The lignite is used as a fuel for the Mátra Power Plant in Visonta (see fig. 3–1) that is located about 5 km north of the South Pit section. The Mátra Power Plant is a combined lignite-natural-gas-biomass power plant with a power output of 0.95 GW. It generates about 13 per cent of the electric power of Hungary, which makes it the biggest fossile fuel power plant in Hungary. It was synchronised with the power grid on 19 June 1969. Originally, the plant had a power output of 0.8 GW with two 100 MW generators and three 200 MW generators that were built between 1969 and 1972. From 1986 until 1992, the plant was modernised and had its three 200 MW turbines replaced with more efficient units. From 1998 until 2000, a FGD system was installed for the 200 MW units to improve the exhaust gas quality, and the power output of the 200 MW turbines was increased by 10 and 16 per cent. By 2003, the 100 MW units' FGD systems were also completed.
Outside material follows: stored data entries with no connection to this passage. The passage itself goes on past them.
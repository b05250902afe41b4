//! Narrow extraction from Yuque web pages.
//!
//! Two things are read out of fetched HTML: the `window.appData` global that
//! the repository page embeds (book id and table of contents), and the
//! knowledge base password form shown when a repository is locked. Both sit
//! behind [`PageInspector`] so the extraction strategy can be swapped and
//! tested against fixture pages.

use std::collections::HashMap;
use std::sync::LazyLock;

use regex::Regex;
use serde::Deserialize;
use serde_json::Value;
use tracing::{debug, warn};

use crate::model::CatalogEntry;

/// Compiles a regex at static init; panics on invalid pattern.
pub fn compile_static_regex(pattern: &str) -> Regex {
    Regex::new(pattern).unwrap_or_else(|e| panic!("invalid static regex '{pattern}': {e}"))
}

static APP_DATA_ENCODED_RE: LazyLock<Regex> = LazyLock::new(|| {
    compile_static_regex(
        r#"(?s)window\.appData\s*=\s*JSON\.parse\(\s*decodeURIComponent\(\s*"((?:[^"\\]|\\.)*)"\s*\)\s*\)"#,
    )
});
static APP_DATA_LITERAL_RE: LazyLock<Regex> = LazyLock::new(|| {
    compile_static_regex(r"(?s)window\.appData\s*=\s*(\{.*?\})\s*;?\s*</script>")
});
static INPUT_TAG_RE: LazyLock<Regex> = LazyLock::new(|| compile_static_regex(r"(?is)<input\b[^>]*>"));
static FORM_OPEN_RE: LazyLock<Regex> = LazyLock::new(|| compile_static_regex(r"(?is)<form\b[^>]*>"));
static FORM_CLOSE_RE: LazyLock<Regex> = LazyLock::new(|| compile_static_regex(r"(?i)</form\s*>"));
static ATTR_RE: LazyLock<Regex> = LazyLock::new(|| {
    compile_static_regex(
        r#"([a-zA-Z_:][-a-zA-Z0-9_:.]*)\s*=\s*(?:"([^"]*)"|'([^']*)'|([^\s"'>/]+))"#,
    )
});

/// What the repository page reveals about the knowledge base.
#[derive(Debug, Clone, Default, PartialEq)]
pub struct BookState {
    /// True when the page carries the `book` object, i.e. it is readable.
    pub has_book: bool,
    /// Table of contents from `book.toc`.
    pub catalog: Vec<CatalogEntry>,
    /// Internal numeric book id from `book.id`.
    pub book_id: Option<String>,
}

/// The knowledge base password form of a locked repository page.
#[derive(Debug, Clone, Default, PartialEq)]
pub struct PasswordForm {
    /// Raw `action` attribute, possibly relative.
    pub action: Option<String>,
    /// Raw `method` attribute.
    pub method: Option<String>,
    /// Hidden input name/value pairs in document order.
    pub hidden_fields: Vec<(String, String)>,
    /// `name` of the password input.
    pub password_field: Option<String>,
}

/// Reads the few pieces of state the password client needs from raw HTML.
pub trait PageInspector: Send + Sync {
    /// Extracts the embedded book state.
    fn inspect_book(&self, html: &str) -> BookState;

    /// Locates the password input and its enclosing form.
    fn find_password_form(&self, html: &str) -> Option<PasswordForm>;
}

/// Regex-based [`PageInspector`] for the current Yuque page layout.
#[derive(Debug, Clone, Copy, Default)]
pub struct RegexPageInspector;

#[derive(Debug, Deserialize)]
struct AppData {
    #[serde(default)]
    book: Option<BookData>,
}

#[derive(Debug, Deserialize)]
struct BookData {
    #[serde(default)]
    id: Option<Value>,
    #[serde(default)]
    toc: Vec<CatalogEntry>,
}

impl PageInspector for RegexPageInspector {
    fn inspect_book(&self, html: &str) -> BookState {
        let Some(app_data) = extract_app_data(html) else {
            debug!("page carries no appData global");
            return BookState::default();
        };
        let Some(book) = app_data.book else {
            return BookState::default();
        };
        let book_id = book.id.and_then(|id| match id {
            Value::Number(n) => Some(n.to_string()),
            Value::String(s) if !s.is_empty() => Some(s),
            _ => None,
        });
        BookState {
            has_book: true,
            catalog: book.toc,
            book_id,
        }
    }

    fn find_password_form(&self, html: &str) -> Option<PasswordForm> {
        let password_input = INPUT_TAG_RE.find_iter(html).find(|tag| {
            attributes(tag.as_str())
                .get("type")
                .is_some_and(|kind| kind.eq_ignore_ascii_case("password"))
        })?;

        let form_open = FORM_OPEN_RE
            .find_iter(&html[..password_input.start()])
            .last()?;
        if FORM_CLOSE_RE.is_match(&html[form_open.end()..password_input.start()]) {
            return None;
        }
        let form_end = FORM_CLOSE_RE
            .find(&html[password_input.end()..])
            .map_or(html.len(), |close| password_input.end() + close.start());

        let form_attrs = attributes(form_open.as_str());
        let hidden_fields = INPUT_TAG_RE
            .find_iter(&html[form_open.end()..form_end])
            .filter_map(|tag| {
                let attrs = attributes(tag.as_str());
                let is_hidden = attrs
                    .get("type")
                    .is_some_and(|kind| kind.eq_ignore_ascii_case("hidden"));
                let name = attrs.get("name").filter(|name| !name.is_empty())?;
                is_hidden.then(|| {
                    (
                        name.clone(),
                        attrs.get("value").cloned().unwrap_or_default(),
                    )
                })
            })
            .collect();

        Some(PasswordForm {
            action: form_attrs.get("action").cloned().filter(|a| !a.is_empty()),
            method: form_attrs.get("method").cloned().filter(|m| !m.is_empty()),
            hidden_fields,
            password_field: attributes(password_input.as_str())
                .get("name")
                .cloned()
                .filter(|name| !name.is_empty()),
        })
    }
}

fn extract_app_data(html: &str) -> Option<AppData> {
    if let Some(caps) = APP_DATA_ENCODED_RE.captures(html) {
        let encoded = caps.get(1)?.as_str();
        let decoded = match urlencoding::decode(encoded) {
            Ok(decoded) => decoded,
            Err(error) => {
                warn!(%error, "appData is not valid percent-encoding");
                return None;
            }
        };
        return parse_app_data(&decoded);
    }
    let caps = APP_DATA_LITERAL_RE.captures(html)?;
    parse_app_data(caps.get(1)?.as_str())
}

fn parse_app_data(json: &str) -> Option<AppData> {
    match serde_json::from_str(json) {
        Ok(app_data) => Some(app_data),
        Err(error) => {
            warn!(%error, "appData is not valid JSON");
            None
        }
    }
}

/// Parses the attributes of a single start tag; names are lowercased.
fn attributes(tag: &str) -> HashMap<String, String> {
    ATTR_RE
        .captures_iter(tag)
        .filter_map(|caps| {
            let name = caps.get(1)?.as_str().to_ascii_lowercase();
            let value = caps
                .get(2)
                .or_else(|| caps.get(3))
                .or_else(|| caps.get(4))
                .map_or("", |m| m.as_str());
            Some((name, decode_entities(value)))
        })
        .collect()
}

fn decode_entities(value: &str) -> String {
    if !value.contains('&') {
        return value.to_string();
    }
    value
        .replace("&quot;", "\"")
        .replace("&#39;", "'")
        .replace("&#x27;", "'")
        .replace("&lt;", "<")
        .replace("&gt;", ">")
        .replace("&amp;", "&")
}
In 2007, two 33 MW gas turbines were installed that run on natural gas. About 10 per cent of the solid fuel burnt in the Mátra Power Plant is biomass (in 2019). From 2015 until 2017, the 200 MW turbines were modernised once more; the gas turbines were modernised in 2019. The plant's primary fuel will be lignite until 2025 (as of 2021); originally, it was planned to use lignite at least until 2030. After the MVM purchase in 2020, it was decided to convert the plant into a mostly natural gas-fired plant because of the aging equipment and the high carbon dioxide emissions caused by using lignite as fuel; the Mátrai Power Plant produces about 14 per cent of the annual Hungarian carbon dioxide emissions. It is said that a 500 MW natural gas turbine will be put into operation in 2025. It will be assisted by the photovoltaic power plant in the former South Pit section. The resources extracted from the plant's exhaust gasses are used to manufacture plasterboard and cement.

The Mátrai Power Plant is an important economical factor for the Gyöngyös region. In the 2008 fiscal year, Mátrai Erőmű Zrt. had a revenue of 86.9 bio. Ft. The industrial estate surrounding the power plant had 1871 employees (in 2008), and generated a revenue of 37.7 bio. Ft.

== Environmental impact ==

The pumping out of the groundwater affects the groundwater levels of the municipalities of Visonta, Halmajugra, Detk, Karácsond, Nagyfüged, Nagyút, Tarnazsadány, Tarnabod, Kompolt, Kápolna, Tófalu and Aldebrí, which damages buildings in these municipalities. Mátrai Erőmű Zrt. pays compensation for severe damage caused by mining.